Le sens de l’agence : de la philosophie à la technologie
« Agentic » vient de « agentivité » – la capacité d’agir de manière indépendante et d’influencer les résultats. Bien que le concept trouve ses racines dans des discussions philosophiques vieilles de plusieurs siècles sur le libre arbitre et le pouvoir, son itération moderne est fortement influencée par la psychologie. Aujourd’hui, l’agentivité fait référence au sentiment de contrôler sa vie, de diriger son destin au lieu d’être un observateur passif.
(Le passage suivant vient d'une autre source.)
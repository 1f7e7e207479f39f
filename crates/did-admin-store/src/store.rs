//! The per-entity record store.
//!
//! A `RecordStore<R>` owns the authoritative in-memory collection for one
//! entity. Every mutation rewrites the full collection to the backing
//! [`BlobStore`] and broadcasts a [`ChangeEvent`]. Write failures are
//! logged and swallowed, so the in-memory state keeps serving requests
//! even when persistence is unavailable.

use std::collections::HashSet;
use std::sync::Arc;

use chrono::Utc;
use did_admin_core::RecordId;
use parking_lot::RwLock;
use tokio::sync::broadcast;

use crate::error::{Result, StoreError};
use crate::record::{ChangeEvent, ChangeKind, Record};
use crate::BlobStore;

const CHANGE_CHANNEL_CAPACITY: usize = 64;

/// An in-memory collection of records mirrored to a blob store.
pub struct RecordStore<R: Record> {
    records: RwLock<Vec<R>>,
    blobs: Arc<dyn BlobStore>,
    changes: broadcast::Sender<ChangeEvent>,
}

impl<R: Record> RecordStore<R> {
    /// Open the store, loading any previously persisted records.
    ///
    /// A missing blob yields an empty store. A blob that cannot be read or
    /// decoded is logged and also yields an empty store.
    pub fn open(blobs: Arc<dyn BlobStore>) -> Self {
        let records = match Self::load(blobs.as_ref()) {
            Ok(records) => records,
            Err(e) => {
                tracing::error!(key = R::STORAGE_KEY, error = %e, "Failed to load records, starting empty");
                Vec::new()
            }
        };
        tracing::debug!(key = R::STORAGE_KEY, count = records.len(), "Record store opened");

        let (changes, _) = broadcast::channel(CHANGE_CHANNEL_CAPACITY);
        Self {
            records: RwLock::new(records),
            blobs,
            changes,
        }
    }

    fn load(blobs: &dyn BlobStore) -> Result<Vec<R>> {
        match blobs.load(R::STORAGE_KEY)? {
            Some(bytes) => serde_json::from_slice(&bytes)
                .map_err(|e| StoreError::Serialization(e.to_string())),
            None => Ok(Vec::new()),
        }
    }

    // =========================================================================
    // Reads
    // =========================================================================

    /// Snapshot of all records in store order.
    #[must_use]
    pub fn list(&self) -> Vec<R> {
        self.records.read().clone()
    }

    /// Find a record by identifier.
    #[must_use]
    pub fn get(&self, id: &str) -> Option<R> {
        self.records
            .read()
            .iter()
            .find(|r| r.id().as_str() == id)
            .cloned()
    }

    /// Find the first record matching a predicate.
    pub fn find<F>(&self, predicate: F) -> Option<R>
    where
        F: Fn(&R) -> bool,
    {
        self.records.read().iter().find(|r| predicate(r)).cloned()
    }

    /// All records matching a predicate, in store order.
    pub fn filter<F>(&self, predicate: F) -> Vec<R>
    where
        F: Fn(&R) -> bool,
    {
        self.records
            .read()
            .iter()
            .filter(|r| predicate(r))
            .cloned()
            .collect()
    }

    /// Number of records.
    #[must_use]
    pub fn len(&self) -> usize {
        self.records.read().len()
    }

    /// Whether the store holds no records.
    #[must_use]
    pub fn is_empty(&self) -> bool {
        self.records.read().is_empty()
    }

    /// Subscribe to change notifications.
    #[must_use]
    pub fn subscribe(&self) -> broadcast::Receiver<ChangeEvent> {
        self.changes.subscribe()
    }

    // =========================================================================
    // Mutations
    // =========================================================================

    /// Append a record under a freshly generated identifier.
    pub fn add(&self, mut record: R) -> R {
        record.set_id(RecordId::generate(R::ID_PREFIX));
        {
            let mut records = self.records.write();
            records.push(record.clone());
            self.persist_quietly(&records);
        }
        tracing::info!(key = R::STORAGE_KEY, id = %record.id(), "Record added");
        self.notify(ChangeKind::Added(1));
        record
    }

    /// Append a batch of records with one persistence write.
    pub fn add_many(&self, batch: Vec<R>) -> Vec<R> {
        if batch.is_empty() {
            return batch;
        }
        let added: Vec<R> = batch
            .into_iter()
            .map(|mut record| {
                record.set_id(RecordId::generate(R::ID_PREFIX));
                record
            })
            .collect();
        {
            let mut records = self.records.write();
            records.extend(added.iter().cloned());
            self.persist_quietly(&records);
        }
        tracing::info!(key = R::STORAGE_KEY, count = added.len(), "Records added");
        self.notify(ChangeKind::Added(added.len()));
        added
    }

    /// Merge a partial update into one record.
    ///
    /// # Errors
    ///
    /// Returns `StoreError::NotFound` if no record has this identifier.
    pub fn update(&self, id: &str, patch: R::Patch) -> Result<R> {
        let updated = {
            let mut records = self.records.write();
            let record = records
                .iter_mut()
                .find(|r| r.id().as_str() == id)
                .ok_or_else(|| Self::not_found(id))?;
            record.apply_patch(patch, Utc::now());
            let updated = record.clone();
            self.persist_quietly(&records);
            updated
        };
        tracing::info!(key = R::STORAGE_KEY, id = %id, "Record updated");
        self.notify(ChangeKind::Updated(1));
        Ok(updated)
    }

    /// Merge the same partial update into every listed record.
    ///
    /// Unknown identifiers are skipped. Returns the number updated.
    pub fn update_many(&self, ids: &[String], patch: &R::Patch) -> usize {
        let wanted: HashSet<&str> = ids.iter().map(String::as_str).collect();
        let now = Utc::now();
        self.update_where(|record| {
            if wanted.contains(record.id().as_str()) {
                record.apply_patch(patch.clone(), now);
                true
            } else {
                false
            }
        })
    }

    /// Apply `f` to every record; `f` returns whether it changed the record.
    ///
    /// Persists and notifies once if anything changed. Returns the number
    /// of changed records.
    pub fn update_where<F>(&self, mut f: F) -> usize
    where
        F: FnMut(&mut R) -> bool,
    {
        let changed = {
            let mut records = self.records.write();
            let mut changed = 0;
            for record in records.iter_mut() {
                if f(record) {
                    changed += 1;
                }
            }
            if changed > 0 {
                self.persist_quietly(&records);
            }
            changed
        };
        if changed > 0 {
            tracing::info!(key = R::STORAGE_KEY, count = changed, "Records updated");
            self.notify(ChangeKind::Updated(changed));
        }
        changed
    }

    /// Remove one record.
    ///
    /// # Errors
    ///
    /// Returns `StoreError::NotFound` if no record has this identifier.
    pub fn delete(&self, id: &str) -> Result<R> {
        let removed = {
            let mut records = self.records.write();
            let index = records
                .iter()
                .position(|r| r.id().as_str() == id)
                .ok_or_else(|| Self::not_found(id))?;
            let removed = records.remove(index);
            self.persist_quietly(&records);
            removed
        };
        tracing::info!(key = R::STORAGE_KEY, id = %id, "Record deleted");
        self.notify(ChangeKind::Deleted(1));
        Ok(removed)
    }

    /// Remove every listed record. Unknown identifiers are skipped.
    ///
    /// Returns the number removed.
    pub fn delete_many(&self, ids: &[String]) -> usize {
        let wanted: HashSet<&str> = ids.iter().map(String::as_str).collect();
        let removed = {
            let mut records = self.records.write();
            let before = records.len();
            records.retain(|r| !wanted.contains(r.id().as_str()));
            let removed = before - records.len();
            if removed > 0 {
                self.persist_quietly(&records);
            }
            removed
        };
        if removed > 0 {
            tracing::info!(key = R::STORAGE_KEY, count = removed, "Records deleted");
            self.notify(ChangeKind::Deleted(removed));
        }
        removed
    }

    /// Replace the whole collection, keeping the given identifiers.
    pub fn replace_all(&self, replacement: Vec<R>) -> usize {
        let count = replacement.len();
        {
            let mut records = self.records.write();
            *records = replacement;
            self.persist_quietly(&records);
        }
        tracing::info!(key = R::STORAGE_KEY, count, "Records replaced");
        self.notify(ChangeKind::Replaced(count));
        count
    }

    /// Remove every record.
    pub fn clear(&self) {
        self.replace_all(Vec::new());
    }

    // =========================================================================
    // Persistence
    // =========================================================================

    /// Write the current contents to the blob store.
    ///
    /// Unlike the implicit write after each mutation, failures are returned.
    ///
    /// # Errors
    ///
    /// Returns an error if serialization or the backend write fails.
    pub fn persist(&self) -> Result<()> {
        let records = self.records.read();
        self.write_blob(&records)
    }

    /// Discard in-memory state and reload from the blob store.
    ///
    /// # Errors
    ///
    /// Returns an error if the blob cannot be read or decoded; the
    /// in-memory state is left untouched in that case.
    pub fn reload(&self) -> Result<usize> {
        let loaded = Self::load(self.blobs.as_ref())?;
        let count = loaded.len();
        *self.records.write() = loaded;
        tracing::info!(key = R::STORAGE_KEY, count, "Records reloaded");
        self.notify(ChangeKind::Replaced(count));
        Ok(count)
    }

    fn write_blob(&self, records: &[R]) -> Result<()> {
        let bytes =
            serde_json::to_vec(records).map_err(|e| StoreError::Serialization(e.to_string()))?;
        self.blobs.save(R::STORAGE_KEY, &bytes)
    }

    fn persist_quietly(&self, records: &[R]) {
        if let Err(e) = self.write_blob(records) {
            tracing::error!(key = R::STORAGE_KEY, error = %e, "Failed to persist records");
        }
    }

    fn notify(&self, kind: ChangeKind) {
        // No subscribers is fine.
        let _ = self.changes.send(ChangeEvent {
            entity: R::ENTITY,
            kind,
        });
    }

    fn not_found(id: &str) -> StoreError {
        StoreError::NotFound {
            entity: R::ENTITY,
            id: RecordId::from(id.to_string()),
        }
    }
}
Cette idée s’est infiltrée dans la pensée dominante dans les cercles universitaires, en particulier dans la critique féministe, où elle est présentée comme une résistance aux forces déterministes. Mais la Silicon Valley s’est emparée du terme avec une tournure bien particulière.
L’obsession du monde de la technologie pour l’affirmation de soi
En technologie, « agent » ne signifie pas seulement une action indépendante ; cela implique une autonomie agressive et un mépris des frontières conventionnelles. Les candidats sont évalués selon s’ils sont « agents » (bons) ou « mimétiques » (mauvais). Elon Musk est considéré comme « la personne la plus agentive du monde ». Même des revers mineurs, comme un rhume, sont déplorés pour leur capacité à stopper la productivité « agentique ».
Cette élévation de l’individualisme affirmé n’est pas accidentelle. Cela s’aligne sur la philosophie d’innovation disruptive de l’industrie et sur le mythe du génie solitaire qui défie les normes pour remodeler le monde.
L’IA et l’avenir de l’agence
Le timing n’est pas une coïncidence. Le monde de la technologie développe rapidement des « agents » d’IA – des modèles conçus pour agir de manière autonome, prenant des décisions, des achats et des plans sans intervention humaine. L’objectif est de créer un écosystème numérique dans lequel l’IA surpasse l’action humaine en termes de volume : comme le prédit un dirigeant de Coinbase, “il y aura bientôt plus d’agents d’IA que d’humains effectuant des transactions”.
Cela soulève une question cruciale : alors que nous imprégnons les machines d’action, qu’est-ce que cela signifie pour les nôtres ? L’obsession de l’action personnelle dans la Silicon Valley est désormais parallèle à la réalité imminente des ordinateurs démontrant quelque chose de similaire, éclipsant potentiellement le contrôle humain.
Le sens traditionnel de l’agence
Le terme « agent » a une signification différente, plus familière pour la plupart des Américains : un représentant qui agit en votre nom. Qu’il s’agisse d’un agent artistique négociant des contrats ou d’un agent de voyages réservant des vols, l’agent sert d’intermédiaire. Cet usage quotidien s’estompe dans la vision de « l’agence » du monde technologique, où l’idéal est d’être l’agent, pas d’en embaucher un.
L’infusion rapide de l’IA dans notre vie quotidienne nous oblige à reconsidérer ce que signifie l’action lorsque les machines commencent à l’exercer à grande échelle. L’obsession actuelle de l’industrie pour l’autonomie se produit alors que la définition même du contrôle passe des mains humaines aux processus algorithmiques.